First-in-human phase I dose-escalation and dose-expansion trial of the selective MEK inhibitor HL-085 in patients with advanced melanoma harboring NRAS mutations
Xuan Wang, Zhiguo Luo, Jing Chen, Yu Chen, Dongmei Ji, Fan Li, Ling Chen, Qian Zhao, Pei Hu, Peng Sun, Zhongwei Jia, Jun Guo, Lu Si
Abstract
BACKGROUND: HL-085 is a selective, orally administered MEK1/2 inhibitor. We aimed to evaluate the safety and efficacy of HL-085 in patients with advanced melanoma harboring NRAS mutations. METHODS: This was a multicenter phase 1 study. HL-085 was administered twice daily in a standard 3 + 3 dose-escalation design (10 dose cohorts; 0.5-18 mg twice daily), followed by dose expansion at the recommended phase II dose (RP2D). The primary endpoints included tolerability, dose-limiting toxicity (DLT), maximum tolerated dose (MTD) and RP2D. RESULTS: Between September 13, 2017, and January 18, 2021, 42 patients were enrolled (dose escalation phase: n = 30; dose expansion phase: n = 12). No DLT was reported during dose escalation and MTD was not reached with HL-085 doses up to 18 mg twice daily. The RP2D was 12 mg twice daily. The most common all-grade drug-related adverse events (AEs) across all dose levels were rash (61.9%), increased creatine phosphokinase (CK, 59.5%), face edema (50.0%), increased aspartate aminotransferase (47.6%), peripheral edema (40.5%), diarrhea (33.3%), alanine aminotransferase (33.3%), and paronychia (19.0%), most of which were grade 1 and 2. Most frequency of grade ≥ 3 AEs were CK (14.2%), asthenia (7.1%), peripheral edema (4.8%), and acneiform dermatitis (4.8%).
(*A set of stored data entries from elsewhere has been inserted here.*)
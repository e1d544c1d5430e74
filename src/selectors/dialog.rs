use crate::selector::DirectorySelector;
use rfd::FileDialog;
use std::path::PathBuf;

/// Native folder pickers.
pub struct DialogSelector;

impl DirectorySelector for DialogSelector {
    fn select_input_dir(&mut self) -> Option<PathBuf> {
        FileDialog::new().set_title("Select image folder").pick_folder()
    }

    fn select_output_dir(&mut self) -> Option<PathBuf> {
        FileDialog::new().set_title("Select output folder").pick_folder()
    }
}
use image::{DynamicImage, GenericImageView, ImageError, ImageOutputFormat};
use std::io::Cursor;

/// Size and quality of the JPEG previews embedded in the report.
#[derive(Debug, Clone, Copy)]
pub struct PreviewOptions {
    pub max_size: u32,
    pub quality: u8,
}

impl Default for PreviewOptions {
    fn default() -> Self {
        Self {
            max_size: crate::config::DEFAULT_PREVIEW_MAX_SIZE,
            quality: crate::config::DEFAULT_PREVIEW_QUALITY,
        }
    }
}

/// Shrinks `img` to fit a `max_size` square, keeping the aspect ratio. Never enlarges.
pub fn bound(img: DynamicImage, max_size: u32) -> DynamicImage {
    let (width, height) = img.dimensions();
    if width <= max_size && height <= max_size {
        return img;
    }
    img.thumbnail(max_size, max_size)
}

/// Rotates/flips according to an EXIF `Orientation` value.
pub fn apply_orientation(img: DynamicImage, orientation: u32) -> DynamicImage {
    match orientation {
        2 => img.fliph(),
        3 => img.rotate180(),
        4 => img.flipv(),
        5 => img.rotate90().fliph(),
        6 => img.rotate90(),
        7 => img.rotate270().fliph(),
        8 => img.rotate270(),
        _ => img,
    }
}

/// JPEG cannot carry alpha or 16-bit channels, so everything goes through RGB8.
pub fn encode_jpeg(img: &DynamicImage, quality: u8) -> Result<Vec<u8>, ImageError> {
    let rgb = DynamicImage::ImageRgb8(img.to_rgb8());
    let mut buf = Cursor::new(Vec::new());
    rgb.write_to(&mut buf, ImageOutputFormat::Jpeg(quality))?;
    Ok(buf.into_inner())
}

pub fn make_preview(img: DynamicImage, options: PreviewOptions) -> Result<Vec<u8>, ImageError> {
    let bounded = bound(img, options.max_size);
    encode_jpeg(&bounded, options.quality)
}

/// Decodes an existing preview and produces a fresh bounded buffer from it.
pub fn rederive(bytes: &[u8], options: PreviewOptions) -> Result<Vec<u8>, ImageError> {
    let img = image::load_from_memory(bytes)?;
    make_preview(img, options)
}
// src/metadata.rs

use base64::engine::general_purpose::STANDARD;
use base64::Engine;

/// One row of the report: everything extracted from a single image file.
#[derive(Debug, Clone, PartialEq)]
pub struct ImageRecord {
    pub filename: String,
    pub date: Option<String>,
    pub time: Option<String>,
    pub latitude: Option<String>,
    pub longitude: Option<String>,
    pub preview_bytes: Vec<u8>,
}

impl ImageRecord {
    /// Inline form of the preview, e.g. for HTML or JSON consumers.
    pub fn preview_data_uri(&self) -> String {
        format!("data:image/jpeg;base64,{}", STANDARD.encode(&self.preview_bytes))
    }
}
In the cohort of 12 mg twice daily dose (15 patients), confirmed objective response rate was 26.7%; disease control rate was 86.7%; median duration of response was 2.9 months; median progression-free survival was 3.6 months. CONCLUSIONS: The HL-085 showed acceptable tolerability and substantial clinical activity in patients with advanced melanoma harboring NRAS mutations. TRIAL REGISTRATION: Trial registration ClinicalTrials.gov number: NCT03973151.